I can't wait to see what happens at OP next. Merging it with the CNE has been so logical, it has been proposed by just about every one of the hordes who have studied the taxes being wasted by OP.
Then there's the idea of having a casino there. Of course the OP staff aren't exactly ecstatic about that because they know Queen's Park would grab all the revenue.
One useful deal would be for OP and Exhibition Place to merge and to be kept afloat by an expansion of the present CNE casino which operates in August. This can be done without legal or political hassles because the Ex is allowed a casino under the provincial regs governing agricultural fairs.

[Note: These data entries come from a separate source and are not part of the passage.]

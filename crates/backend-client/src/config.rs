//! Backend client configuration

use std::time::Duration;

use crate::error::{BackendError, BackendResult};

pub const API_URL_ENV: &str = "TELECARE_API_URL";
pub const API_TOKEN_ENV: &str = "TELECARE_API_TOKEN";
pub const API_TIMEOUT_ENV: &str = "TELECARE_API_TIMEOUT_SECS";

#[derive(Debug, Clone, PartialEq, Eq)]
pub struct BackendConfig {
    /// API root, e.g. `http://localhost:5000/api`
    pub base_url: String,
    /// Sent as `Authorization: Bearer ...` when set
    pub bearer_token: Option<String>,
    pub request_timeout: Duration,
}

impl Default for BackendConfig {
    fn default() -> Self {
        Self {
            base_url: "http://localhost:5000/api".to_string(),
            bearer_token: None,
            request_timeout: Duration::from_secs(10),
        }
    }
}

impl BackendConfig {
    pub fn new(base_url: impl Into<String>) -> Self {
        Self {
            base_url: base_url.into(),
            ..Default::default()
        }
    }

    pub fn with_bearer_token(mut self, token: impl Into<String>) -> Self {
        self.bearer_token = Some(token.into());
        self
    }

    pub fn with_request_timeout(mut self, timeout: Duration) -> Self {
        self.request_timeout = timeout;
        self
    }

    /// Read `TELECARE_API_URL`, `TELECARE_API_TOKEN` and
    /// `TELECARE_API_TIMEOUT_SECS`; unset variables keep their defaults
    pub fn from_env() -> BackendResult<Self> {
        Self::from_lookup(|key| std::env::var(key).ok())
    }

    fn from_lookup(lookup: impl Fn(&str) -> Option<String>) -> BackendResult<Self> {
        let mut config = Self::default();

        if let Some(url) = lookup(API_URL_ENV) {
            config.base_url = url;
        }
        if let Some(token) = lookup(API_TOKEN_ENV).filter(|t| !t.is_empty()) {
            config.bearer_token = Some(token);
        }
        if let Some(secs) = lookup(API_TIMEOUT_ENV) {
            let secs: u64 = secs.trim().parse().map_err(|_| {
                BackendError::configuration(format!(
                    "{} must be whole seconds, got {:?}",
                    API_TIMEOUT_ENV, secs
                ))
            })?;
            config.request_timeout = Duration::from_secs(secs);
        }

        config.validate()?;
        Ok(config)
    }

    pub fn validate(&self) -> BackendResult<()> {
        if !(self.base_url.starts_with("http://") || self.base_url.starts_with("https://")) {
            return Err(BackendError::configuration(format!(
                "base URL must be http(s), got {:?}",
                self.base_url
            )));
        }
        if self.request_timeout.is_zero() {
            return Err(BackendError::configuration("request timeout must be non-zero"));
        }
        Ok(())
    }

    /// `{base_url}/{path}` without doubled slashes
    pub(crate) fn endpoint(&self, path: &str) -> String {
        format!(
            "{}/{}",
            self.base_url.trim_end_matches('/'),
            path.trim_start_matches('/')
        )
    }
}

#[cfg(test)]
mod tests {
    use super::*;
    use std::collections::HashMap;

    fn lookup(vars: &[(&str, &str)]) -> impl Fn(&str) -> Option<String> {
        let vars: HashMap<String, String> =
            vars.iter().map(|(k, v)| (k.to_string(), v.to_string())).collect();
        move |key| vars.get(key).cloned()
    }

    #[test]
    fn test_env_overrides_defaults() {
        let config = BackendConfig::from_lookup(lookup(&[
            (API_URL_ENV, "https://api.example.test/api/"),
            (API_TOKEN_ENV, "jwt"),
            (API_TIMEOUT_ENV, "3"),
        ]))
        .unwrap();

        assert_eq!(config.bearer_token.as_deref(), Some("jwt"));
        assert_eq!(config.request_timeout, Duration::from_secs(3));
        assert_eq!(
            config.endpoint("/video-calls/token"),
            "https://api.example.test/api/video-calls/token"
        );
    }

    #[test]
    fn test_empty_env_keeps_defaults() {
        let config = BackendConfig::from_lookup(lookup(&[(API_TOKEN_ENV, "")])).unwrap();
        assert_eq!(config, BackendConfig::default());
    }

    #[test]
    fn test_invalid_values_are_rejected() {
        assert!(BackendConfig::from_lookup(lookup(&[(API_TIMEOUT_ENV, "soon")])).is_err());
        assert!(BackendConfig::from_lookup(lookup(&[(API_TIMEOUT_ENV, "0")])).is_err());
        assert!(BackendConfig::from_lookup(lookup(&[(API_URL_ENV, "localhost:5000")])).is_err());
    }
}
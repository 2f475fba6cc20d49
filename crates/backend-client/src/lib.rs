//! # Telecare Backend Client
//!
//! REST adapter for the backend endpoints a call session consumes: the token
//! endpoint that turns an appointment into a [`CallTicket`](telecare_call_core::CallTicket)
//! and the call-record endpoints that bracket the call with start/end marks.
//!
//! ```rust,no_run
//! use std::sync::Arc;
//! use telecare_backend_client::{BackendConfig, HttpBackend};
//! use telecare_call_core::{CallLauncher, MediaDevices, RtcProvider};
//!
//! # async fn example(
//! #     provider: Arc<dyn RtcProvider>,
//! #     devices: Arc<dyn MediaDevices>,
//! # ) -> anyhow::Result<()> {
//! let backend = Arc::new(HttpBackend::new(
//!     BackendConfig::new("https://api.example.test/api").with_bearer_token("jwt"),
//! )?);
//!
//! let launcher = CallLauncher::new(backend.clone(), backend, provider, devices);
//! let call = launcher.launch("appointment-42").await?;
//! call.session.end().await;
//! # Ok(())
//! # }
//! ```

pub mod client;
pub mod config;
pub mod error;
pub mod types;

pub use client::HttpBackend;
pub use config::BackendConfig;
pub use error::{BackendError, BackendResult};
pub use types::{ApiEnvelope, CallRecordRequest, GenerateTokenRequest};
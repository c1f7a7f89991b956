//! American (Railroad) Morse code.
//!
//! American Morse uses timing features plain dots and dashes cannot carry, so
//! the codes here transliterate them into single space-free tokens:
//!
//! - `_` marks the intra-character gap (C, O, R, Y, Z, &, …)
//! - `=` is the lengthened dash of the letter L
//! - `==` is the extra-long dash of the digit 0
//!
//! Keeping every code a single token means the word/letter framing works
//! exactly as in international mode.

/// Character/code pairs for the American table.
pub const PAIRS: &[(char, &'static str)] = &[
    ('A', ".-"),
    ('B', "-..."),
    ('C', ".._."),
    ('D', "-.."),
    ('E', "."),
    ('F', ".-."),
    ('G', "--."),
    ('H', "...."),
    ('I', ".."),
    ('J', "-.-."),
    ('K', "-.-"),
    ('L', "="),
    ('M', "--"),
    ('N', "-."),
    ('O', "._."),
    ('P', "....."),
    ('Q', "..-."),
    ('R', "._.."),
    ('S', "..."),
    ('T', "-"),
    ('U', "..-"),
    ('V', "...-"),
    ('W', ".--"),
    ('X', ".-.."),
    ('Y', ".._.."),
    ('Z', "..._."),
    ('0', "=="),
    ('1', ".--."),
    ('2', "..-.."),
    ('3', "...-."),
    ('4', "....-"),
    ('5', "---"),
    ('6', "......"),
    ('7', "--.."),
    ('8', "-...."),
    ('9', "-..-"),
    ('.', "..--.."),
    (',', ".-.-"),
    ('?', "-..-."),
    ('!', "---."),
    ('&', "._..."),
    (' ', "/"),
];
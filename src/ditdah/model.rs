use std::str::FromStr;

use crate::error::DitdahError;

/// Which code set to translate with.
#[derive(Debug, Clone, Copy, PartialEq, Eq, Hash)]
pub enum Mode {
    International,
    American,
}

/// Direction of a translation.
#[derive(Debug, Clone, Copy, PartialEq, Eq)]
pub enum Direction {
    ToMorse,
    ToPlainText,
}

impl FromStr for Direction {
    type Err = DitdahError;

    /// Parses the CLI target values: `morse`/`m` and `plain`/`p`.
    fn from_str(s: &str) -> Result<Self, Self::Err> {
        match s.to_ascii_lowercase().as_str() {
            "morse" | "m" => Ok(Direction::ToMorse),
            "plain" | "p" => Ok(Direction::ToPlainText),
            other => Err(DitdahError::InvalidTarget(other.to_string())),
        }
    }
}

#[cfg(test)]
mod tests {
    use super::*;

    #[test]
    fn parses_all_target_spellings() {
        assert_eq!("morse".parse::<Direction>().unwrap(), Direction::ToMorse);
        assert_eq!("m".parse::<Direction>().unwrap(), Direction::ToMorse);
        assert_eq!("plain".parse::<Direction>().unwrap(), Direction::ToPlainText);
        assert_eq!("p".parse::<Direction>().unwrap(), Direction::ToPlainText);
        assert_eq!("MORSE".parse::<Direction>().unwrap(), Direction::ToMorse);
    }

    #[test]
    fn rejects_unrecognized_target() {
        let err = "binary".parse::<Direction>().unwrap_err();
        assert!(matches!(err, DitdahError::InvalidTarget(ref t) if t == "binary"));
    }
}
use clap::{Parser, Subcommand};

/// Returns the version string, including git hash and commit date for dev builds.
fn get_version() -> &'static str {
    const VERSION: &str = env!("CARGO_PKG_VERSION");
    const GIT_HASH: &str = env!("GIT_HASH");
    const GIT_COMMIT_DATE: &str = env!("GIT_COMMIT_DATE");

    use std::sync::OnceLock;
    static VERSION_STRING: OnceLock<String> = OnceLock::new();

    VERSION_STRING.get_or_init(|| {
        if GIT_HASH.is_empty() {
            VERSION.to_string()
        } else {
            format!("{}@{} {}", VERSION, GIT_HASH, GIT_COMMIT_DATE)
        }
    })
}

#[derive(Parser, Debug)]
#[command(name = "ditdah", bin_name = "ditdah", version = get_version())]
#[command(about = "Translate between plain text and Morse code", long_about = None)]
pub struct Cli {
    #[command(subcommand)]
    pub command: Commands,
}

#[derive(Subcommand, Debug)]
pub enum Commands {
    /// Translate to and from morse code
    ///
    /// `--target m` takes text and translates it into morse code;
    /// `--target p` takes morse and translates it into plain text.
    /// Add `--american` to use American Morse instead of international.
    #[command(alias = "t")]
    Translate {
        /// Translation target: morse (m) or plain (p)
        #[arg(short, long, default_value = "morse")]
        target: String,

        /// Use American Morse code instead of international
        #[arg(short, long)]
        american: bool,

        /// The text (or morse string) to translate; quote it as one argument
        #[arg(required = true, num_args = 1..)]
        input: Vec<String>,
    },
}
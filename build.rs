use std::process::Command;

fn main() {
    // Re-run if git HEAD changes
    println!("cargo:rerun-if-changed=.git/HEAD");

    let hash = Command::new("git")
        .args(["rev-parse", "--short", "HEAD"])
        .output()
        .ok()
        .and_then(|o| String::from_utf8(o.stdout).ok())
        .map(|s| s.trim().to_string())
        .unwrap_or_default();

    let commit_date = Command::new("git")
        .args(["log", "-1", "--format=%cd", "--date=format:%Y-%m-%d"])
        .output()
        .ok()
        .and_then(|o| String::from_utf8(o.stdout).ok())
        .map(|s| s.trim().to_string())
        .unwrap_or_default();

    println!("cargo:rustc-env=GIT_HASH={}", hash);
    println!("cargo:rustc-env=GIT_COMMIT_DATE={}", commit_date);
}
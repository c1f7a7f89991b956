//! # API Facade
//!
//! Thin facade over the command layer and the single entry point for all
//! translations, regardless of the UI being used. It dispatches a
//! [`Direction`] to the right conversion and returns structured
//! `Result<CmdResult>` values — no business logic, no I/O, no presentation
//! concerns.

use crate::commands::{self, CmdResult};
use crate::error::Result;
use crate::model::{Direction, Mode};

/// The main API facade for ditdah operations.
///
/// Holds the selected [`Mode`]; all UI clients should interact through this
/// API rather than calling the command layer directly.
pub struct MorseApi {
    mode: Mode,
}

impl MorseApi {
    pub fn new(mode: Mode) -> Self {
        Self { mode }
    }

    pub fn mode(&self) -> Mode {
        self.mode
    }

    /// Plain text → Morse code.
    pub fn to_morse(&self, input: &str) -> Result<CmdResult> {
        commands::encode::run(self.mode, input)
    }

    /// Morse code → plain text.
    pub fn to_plain_text(&self, input: &str) -> Result<CmdResult> {
        commands::decode::run(self.mode, input)
    }

    pub fn translate(&self, direction: Direction, input: &str) -> Result<CmdResult> {
        match direction {
            Direction::ToMorse => self.to_morse(input),
            Direction::ToPlainText => self.to_plain_text(input),
        }
    }
}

The Ex and OP would operate the casino and some other attractions from Victoria Day to Thanksgiving but really concentrate on July and August when high school and university students would be available for staff.
This is such a logical merger that it could be up and running this year instead of all the people studying the issue running around like a headless chicken just before death.
There's only one thing certain for now if we're not careful. Listen to the wet dreams of all the politicians and it will cost you and me a lot of taxes. And we will also have to listen to a lot of hooey and baloney. But if the new creation makes money and not just fuss, it truly will be a wonderful new attraction on our waterfront.
No, make that it will be a wonderful new miracle, and God knows, we need one considering the chuckleheads mismanaging City Hall and Queen's Park.